While reading through the material below, copy each line that holds the word "OfferQuery".

== == ==

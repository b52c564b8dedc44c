use async_trait::async_trait;
use chrono::{DateTime, Utc};
use promo_core::repository::{OfferFilter, OfferQuery, OfferRepository, OfferStats, StoreError};
use promo_offer::{check_redeemable, Offer, OfferFields, PromoCode};
use std::collections::HashMap;
use tokio::sync::RwLock;
use uuid::Uuid;

/// Process-local offer store. Every mutation happens under one write lock, so
/// the redemption guard and increment are atomic with respect to each other.
#[derive(Default)]
pub struct InMemoryOfferRepository {
    offers: RwLock<HashMap<Uuid, Offer>>,
}

impl InMemoryOfferRepository {
    pub fn new() -> Self {
        Self::default()
    }
}

fn newest_first(a: &&Offer, b: &&Offer) -> std::cmp::Ordering {
    b.created_at.cmp(&a.created_at).then_with(|| b.id.cmp(&a.id))
}

#[async_trait]
impl OfferRepository for InMemoryOfferRepository {
    async fn insert(&self, offer: &Offer) -> Result<Offer, StoreError> {
        let mut offers = self.offers.write().await;
        if offers.values().any(|o| o.promo_code == offer.promo_code) {
            return Err(StoreError::DuplicateKey(offer.promo_code.clone()));
        }
        offers.insert(offer.id, offer.clone());
        Ok(offer.clone())
    }

    async fn get(&self, id: Uuid) -> Result<Option<Offer>, StoreError> {
        Ok(self.offers.read().await.get(&id).cloned())
    }

    async fn find_by_code(&self, code: &PromoCode) -> Result<Option<Offer>, StoreError> {
        let offers = self.offers.read().await;
        Ok(offers.values().find(|o| o.promo_code == code.as_str()).cloned())
    }

    async fn list(&self, query: &OfferQuery) -> Result<Vec<Offer>, StoreError> {
        let offers = self.offers.read().await;
        let mut matching: Vec<&Offer> =
            offers.values().filter(|o| query.filter.matches(o)).collect();
        matching.sort_by(newest_first);

        Ok(matching
            .into_iter()
            .skip(query.skip.max(0) as usize)
            .take(query.limit.max(0) as usize)
            .cloned()
            .collect())
    }

    async fn count(&self, filter: &OfferFilter) -> Result<i64, StoreError> {
        let offers = self.offers.read().await;
        Ok(offers.values().filter(|o| filter.matches(o)).count() as i64)
    }

    async fn update(
        &self,
        id: Uuid,
        fields: &OfferFields,
        now: DateTime<Utc>,
    ) -> Result<Option<Offer>, StoreError> {
        let mut offers = self.offers.write().await;

        let code = fields.promo_code.as_str();
        if offers.values().any(|o| o.id != id && o.promo_code == code) {
            return Err(StoreError::DuplicateKey(code.to_string()));
        }

        let Some(offer) = offers.get_mut(&id) else {
            return Ok(None);
        };
        if let Some(max) = fields.max_redemptions {
            if offer.current_redemptions > max {
                return Ok(None);
            }
        }

        offer.apply(fields.clone(), now);
        Ok(Some(offer.clone()))
    }

    async fn set_active(
        &self,
        id: Uuid,
        is_active: Option<bool>,
    ) -> Result<Option<Offer>, StoreError> {
        let mut offers = self.offers.write().await;
        let Some(offer) = offers.get_mut(&id) else {
            return Ok(None);
        };
        offer.is_active = is_active.unwrap_or(!offer.is_active);
        offer.updated_at = Utc::now();
        Ok(Some(offer.clone()))
    }

    async fn delete(&self, id: Uuid) -> Result<Option<Offer>, StoreError> {
        Ok(self.offers.write().await.remove(&id))
    }

    async fn redeem(
        &self,
        id: Uuid,
        now: DateTime<Utc>,
        product_id: Option<Uuid>,
    ) -> Result<Option<Offer>, StoreError> {
        let mut offers = self.offers.write().await;
        let Some(offer) = offers.get_mut(&id) else {
            return Ok(None);
        };
        if check_redeemable(offer, now, product_id).is_err() {
            return Ok(None);
        }

        offer.current_redemptions += 1;
        offer.updated_at = Utc::now();
        Ok(Some(offer.clone()))
    }

    async fn stats(&self, now: DateTime<Utc>) -> Result<OfferStats, StoreError> {
        let offers = self.offers.read().await;
        let mut stats = OfferStats::default();
        for offer in offers.values() {
            stats.total += 1;
            if offer.is_active {
                stats.active += 1;
            }
            if offer.valid_until < now {
                stats.expired += 1;
            }
            if offer.is_valid_at(now) {
                stats.valid += 1;
            }
            stats.redemptions += i64::from(offer.current_redemptions);
        }
        Ok(stats)
    }
}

== == ==

Task result:
use promo_core::repository::{OfferFilter, OfferQuery, OfferRepository, OfferStats, StoreError};
    async fn list(&self, query: &OfferQuery) -> Result<Vec<Offer>, StoreError> {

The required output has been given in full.